The Army said it had received eight proposals and only rejected three that didn’t meet its minimum mandatory requirements. Those requirements? To simplify logistics, FARA has to use some prescribed government-furnished equipment: a specific 20 mm gun, a particular missile launcher, and the GE T901 Improved Turbine Engine. To survive against Russian or Chinese advanced air defenses, FARA must also achieve a minimum speed of 205 knots (235 mph) and have a maximum rotor diameter of 40 feet, allowing it to sneak down city streets and hide behind small obstacles.
The Need For Speed
Just 10 months from now, in February 2020, the Army will pick two of these five companies to actually build competing prototypes, with the final winner to enter low-rate production in 2028. It’s not clear when the first operational unit will be fielded, but that’s because the Army is still figuring out what that unit will look like– part of a top-to-bottom relook at how the service organizes and fights.
That nine-year timeline from PowerPoint to production is blisteringly fast for a Pentagon procurement program, but the Army wants to go faster.
“Milestone C right now is 2028,” Col.
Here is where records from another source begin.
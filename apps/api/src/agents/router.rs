//! Router agent: plans which agents should handle a free-form request.
//!
//! The plan is advisory. Nothing here executes it; callers decide whether to
//! follow the suggested workflow.

use serde::{Deserialize, Serialize};
use tracing::debug;

use crate::agents::prompts::{slot, ROUTER_PERSONA, ROUTING_TEMPLATE};
use crate::agents::schema::{lenient_f64, FieldKind, FieldSpec, TaskSchema};
use crate::agents::{Generated, StructuredGenerator, TaskId};
use crate::config::ConfigError;
use crate::llm_client::GenerationRequest;

pub static SCHEMA: TaskSchema = TaskSchema::new(&[
    FieldSpec::required("primaryAgent", FieldKind::String),
    FieldSpec::required("workflow", FieldKind::ObjectList),
    FieldSpec::optional("supportingAgents", FieldKind::StringList),
    FieldSpec::optional("estimatedTokens", FieldKind::Number),
    FieldSpec::optional("reasoning", FieldKind::String),
]);

/// Rough characters-per-token ratio used for the local estimate.
const CHARS_PER_TOKEN: usize = 4;

/// The agents a plan may name.
#[derive(Debug, Clone, Copy, PartialEq, Eq, Hash, Serialize, Deserialize)]
#[serde(rename_all = "lowercase")]
pub enum AgentKind {
    Resume,
    Interview,
    Market,
    Router,
}

impl AgentKind {
    pub const ALL: [AgentKind; 4] = [
        AgentKind::Resume,
        AgentKind::Interview,
        AgentKind::Market,
        AgentKind::Router,
    ];

    pub fn as_str(&self) -> &'static str {
        match self {
            AgentKind::Resume => "resume",
            AgentKind::Interview => "interview",
            AgentKind::Market => "market",
            AgentKind::Router => "router",
        }
    }

    fn description(&self) -> &'static str {
        match self {
            AgentKind::Resume => "analyzes resumes into a structured candidate profile",
            AgentKind::Interview => "prepares questions, runs and evaluates mock interviews",
            AgentKind::Market => "estimates salary ranges and hiring demand",
            AgentKind::Router => "plans multi-step work across the other assistants",
        }
    }

    /// Maps a model-chosen name onto a known agent. Accepts loose spellings
    /// such as "Resume Agent" or "market_agent".
    pub fn from_name(name: &str) -> Option<Self> {
        let letters: String = name
            .chars()
            .filter(|c| c.is_ascii_alphabetic())
            .collect::<String>()
            .to_ascii_lowercase();
        let key = letters.strip_suffix("agent").unwrap_or(&letters);

        Self::ALL.into_iter().find(|kind| kind.as_str() == key)
    }
}

impl std::fmt::Display for AgentKind {
    fn fmt(&self, f: &mut std::fmt::Formatter<'_>) -> std::fmt::Result {
        f.write_str(self.as_str())
    }
}

// ────────────────────────────────────────────────────────────────────────────
// Model output (as named by the model) and normalized plan
// ────────────────────────────────────────────────────────────────────────────

#[derive(Debug, Default, Deserialize)]
#[serde(default)]
struct RawStep {
    agent: String,
    action: String,
}

#[derive(Debug, Default, Deserialize)]
#[serde(rename_all = "camelCase", default)]
struct RawPlan {
    primary_agent: String,
    supporting_agents: Vec<String>,
    workflow: Vec<RawStep>,
    #[serde(deserialize_with = "lenient_f64")]
    estimated_tokens: f64,
    reasoning: String,
}

#[derive(Debug, Clone, PartialEq, Serialize)]
pub struct WorkflowStep {
    pub step: u32,
    pub agent: AgentKind,
    pub action: String,
}

#[derive(Debug, Clone, PartialEq, Serialize)]
#[serde(rename_all = "camelCase")]
pub struct RoutingPlan {
    pub primary_agent: AgentKind,
    pub supporting_agents: Vec<AgentKind>,
    pub workflow: Vec<WorkflowStep>,
    pub estimated_tokens: u64,
    pub reasoning: String,
}

impl RawPlan {
    fn into_plan(self, request_chars: usize) -> RoutingPlan {
        let primary_agent = AgentKind::from_name(&self.primary_agent).unwrap_or_else(|| {
            debug!(name = %self.primary_agent, "Unknown primary agent, routing to router");
            AgentKind::Router
        });

        let mut supporting_agents = Vec::new();
        for name in &self.supporting_agents {
            match AgentKind::from_name(name) {
                Some(kind) if kind != primary_agent && !supporting_agents.contains(&kind) => {
                    supporting_agents.push(kind)
                }
                Some(_) => {}
                None => debug!(%name, "Dropping unknown supporting agent"),
            }
        }

        let workflow: Vec<WorkflowStep> = self
            .workflow
            .into_iter()
            .filter(|step| !step.action.trim().is_empty())
            .zip(1u32..)
            .map(|(raw, step)| WorkflowStep {
                step,
                agent: AgentKind::from_name(&raw.agent).unwrap_or(primary_agent),
                action: raw.action.trim().to_string(),
            })
            .collect();

        let estimated_tokens = if self.estimated_tokens >= 1.0 {
            self.estimated_tokens.round() as u64
        } else {
            estimate_tokens(request_chars, workflow.len())
        };

        RoutingPlan {
            primary_agent,
            supporting_agents,
            workflow,
            estimated_tokens,
            reasoning: self.reasoning,
        }
    }
}

/// Local estimate: request size in tokens, once per workflow step.
pub fn estimate_tokens(request_chars: usize, steps: usize) -> u64 {
    let per_step = request_chars.div_ceil(CHARS_PER_TOKEN).max(1);
    (per_step * steps.max(1)) as u64
}

fn agent_roster() -> String {
    AgentKind::ALL
        .iter()
        .map(|kind| format!("- {kind}: {}", kind.description()))
        .collect::<Vec<_>>()
        .join("\n")
}

// ────────────────────────────────────────────────────────────────────────────
// Agent
// ────────────────────────────────────────────────────────────────────────────

#[derive(Clone)]
pub struct RouterAgent {
    generator: StructuredGenerator,
}

impl RouterAgent {
    pub fn new(generator: StructuredGenerator) -> Self {
        Self { generator }
    }

    pub async fn plan(
        &self,
        task_description: &str,
        context: Option<&str>,
    ) -> Result<Generated<RoutingPlan>, ConfigError> {
        let task = slot(task_description);
        let context = slot(context.unwrap_or_default());
        let request_chars = task.chars().count() + context.chars().count();

        let prompt = ROUTING_TEMPLATE
            .replace("{task}", task)
            .replace("{context}", context)
            .replace("{agents}", &agent_roster());
        let request = GenerationRequest::new(prompt).with_system(ROUTER_PERSONA);

        let generated = self
            .generator
            .generate::<RawPlan>(TaskId::TaskRouting, request)
            .await?;
        Ok(generated.map(|raw| raw.into_plan(request_chars)))
    }
}
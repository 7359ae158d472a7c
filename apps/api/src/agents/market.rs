//! Market agent: salary range and demand outlook for a role profile.

use serde::{Deserialize, Serialize};
use serde_json::json;

use crate::agents::prompts::{list_slot, slot, MARKET_ANALYSIS_TEMPLATE, MARKET_PERSONA};
use crate::agents::schema::{lenient_f64, FieldKind, FieldSpec, TaskSchema};
use crate::agents::{Generated, StructuredGenerator, TaskId};
use crate::config::ConfigError;
use crate::llm_client::GenerationRequest;

const DEFAULT_CURRENCY: &str = "USD";

pub static SCHEMA: TaskSchema = TaskSchema::new(&[
    FieldSpec::required("salaryRange", FieldKind::Object),
    FieldSpec::required("marketDemand", FieldKind::String),
    FieldSpec::optional_or("competitionLevel", FieldKind::String, || json!("medium")),
    FieldSpec::optional("trendingSkills", FieldKind::StringList),
    FieldSpec::optional("insights", FieldKind::StringList),
]);

#[derive(Debug, Clone, Default, PartialEq, Serialize, Deserialize)]
#[serde(default)]
pub struct SalaryRange {
    #[serde(deserialize_with = "lenient_f64")]
    pub min: f64,
    #[serde(deserialize_with = "lenient_f64")]
    pub max: f64,
    pub currency: String,
}

#[derive(Debug, Clone, Default, PartialEq, Serialize, Deserialize)]
#[serde(rename_all = "camelCase", default)]
pub struct MarketAnalysis {
    pub salary_range: SalaryRange,
    pub market_demand: String,
    pub competition_level: String,
    pub trending_skills: Vec<String>,
    pub insights: Vec<String>,
}

impl MarketAnalysis {
    fn normalized(mut self) -> Self {
        let range = &mut self.salary_range;
        range.min = range.min.max(0.0);
        range.max = range.max.max(0.0);
        if range.min > range.max {
            std::mem::swap(&mut range.min, &mut range.max);
        }
        if range.currency.trim().is_empty() {
            range.currency = DEFAULT_CURRENCY.to_string();
        }
        self
    }
}

#[derive(Clone)]
pub struct MarketAgent {
    generator: StructuredGenerator,
}

impl MarketAgent {
    pub fn new(generator: StructuredGenerator) -> Self {
        Self { generator }
    }

    pub async fn analyze(
        &self,
        role: &str,
        location: Option<&str>,
        skills: &[String],
        experience_years: f64,
    ) -> Result<Generated<MarketAnalysis>, ConfigError> {
        let prompt = MARKET_ANALYSIS_TEMPLATE
            .replace("{role}", slot(role))
            .replace("{location}", slot(location.unwrap_or_default()))
            .replace("{skills}", &list_slot(skills))
            .replace("{experience_years}", &experience_years.max(0.0).to_string());
        let request = GenerationRequest::new(prompt).with_system(MARKET_PERSONA);

        let generated = self
            .generator
            .generate::<MarketAnalysis>(TaskId::MarketAnalysis, request)
            .await?;
        Ok(generated.map(MarketAnalysis::normalized))
    }
}
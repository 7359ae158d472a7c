use std::sync::Arc;

use crate::agents::interview::InterviewAgent;
use crate::agents::market::MarketAgent;
use crate::agents::resume::ResumeAgent;
use crate::agents::router::RouterAgent;
use crate::agents::StructuredGenerator;
use crate::config::ConfigSource;
use crate::llm_client::LlmBackend;

/// Shared application state injected into all route handlers via Axum extractors.
#[derive(Clone)]
pub struct AppState {
    /// Same source the agents read; handlers use it for refresh and health.
    pub config: Arc<dyn ConfigSource>,
    pub resume: ResumeAgent,
    pub interview: InterviewAgent,
    pub market: MarketAgent,
    pub router: RouterAgent,
}

impl AppState {
    /// Wires every agent onto one backend and one configuration source.
    pub fn new(backend: Arc<dyn LlmBackend>, config: Arc<dyn ConfigSource>) -> Self {
        let generator = StructuredGenerator::new(backend, Arc::clone(&config));
        Self {
            config,
            resume: ResumeAgent::new(generator.clone()),
            interview: InterviewAgent::new(generator.clone()),
            market: MarketAgent::new(generator.clone()),
            router: RouterAgent::new(generator),
        }
    }
}
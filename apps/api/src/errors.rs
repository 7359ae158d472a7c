use axum::{
    extract::rejection::JsonRejection,
    http::StatusCode,
    response::{IntoResponse, Response},
    Json,
};
use serde_json::json;
use thiserror::Error;

use crate::config::ConfigError;

/// Application-level error type.
/// Implements `IntoResponse` so Axum handlers can return `Result<T, AppError>`.
/// Provider and parsing failures never get here: agents absorb them.
#[derive(Debug, Error)]
pub enum AppError {
    #[error("Validation error: {0}")]
    Validation(String),

    #[error("Configuration error: {0}")]
    Configuration(#[from] ConfigError),
}

impl From<JsonRejection> for AppError {
    fn from(rejection: JsonRejection) -> Self {
        AppError::Validation(rejection.body_text())
    }
}

impl IntoResponse for AppError {
    fn into_response(self) -> Response {
        let (status, code, message) = match &self {
            AppError::Validation(msg) => (StatusCode::BAD_REQUEST, "VALIDATION_ERROR", msg.clone()),
            AppError::Configuration(e) => {
                tracing::error!("Configuration error: {e}");
                (
                    StatusCode::SERVICE_UNAVAILABLE,
                    "CONFIGURATION_ERROR",
                    e.to_string(),
                )
            }
        };

        let body = Json(json!({
            "error": {
                "code": code,
                "message": message
            }
        }));

        (status, body).into_response()
    }
}

#[cfg(test)]
mod tests {
    use super::*;
    use crate::llm_client::ProviderId;

    #[test]
    fn test_status_codes() {
        let missing = AppError::from(ConfigError::MissingCredential {
            provider: ProviderId::Gemini,
            variable: "GEMINI_API_KEY",
        });
        assert_eq!(missing.into_response().status(), StatusCode::SERVICE_UNAVAILABLE);

        let invalid = AppError::Validation("bad body".to_string());
        assert_eq!(invalid.into_response().status(), StatusCode::BAD_REQUEST);
    }
}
Craig Alia told me and another reporter, “[but] we’re looking at every opportunity to accelerate the process to get it earlier.”
Alia is chief of staff for the Army’s Future Vertical Lift Cross Functional Team, one of eight such teams created to accelerate Army modernization efforts, from thousand-mile hypersonic missiles to 6.8 mm assault rifles. Some Army modernization projects are actually moving even faster than FARA — Microsoft is already building VR targeting goggles for foot troops, for example — but FARA’s timeline is extremely ambitious to develop a new combat aircraft.
A lot of time is saved by cutting red tape. “What’s exciting about the new process the Army has put in place with the Army Futures Command and the Cross Functional Teams,” said FARA program manager Dan Bailey, “[is] in basically a year’s period of time, we’ve gone from concept to an approved set of requirements, to developing an innovative approach to contracting … to having industry propose [designs].”
That normally would take years, he said, but “we’ve done everything we can do to remove the pauses.”
The five contracts are Other Transaction Agreements (OTAs), specifically designed to avoid any break in the program. Rather than contract for a design, then write a new contract to build a prototype, then write a third contract for production, the Army has contracted each of the five firms for the whole process, from design through delivery: The winner will simply execute the full contract as written, while the Army will exercise a cancellation clause for the losers. (A similar structure was used for the Joint Multi-Role Tech Demonstrators, with the winners becoming the Bell V-280 and the Sikorsky-Boeing SB>1 that are now vying to replace the UH-60 Black Hawk).
The contract also has plenty of leeway to either accelerate or slow down, depending on how technology progresses. Even the Improved Turbine Engine, currently mandatory, could be waived if that program doesn’t deliver usable engines in time.
That flexibility is critical, because, as hard as it is to streamline a dysfunctional bureaucratic process, it’s even harder to make engineers invent a new aircraft on a schedule. That’s especially true if the Army rejects Bell’s conventional-helicopter design in favor of something more radical. The crucial test for the Army’s high-speed approach to its future scout is still to come.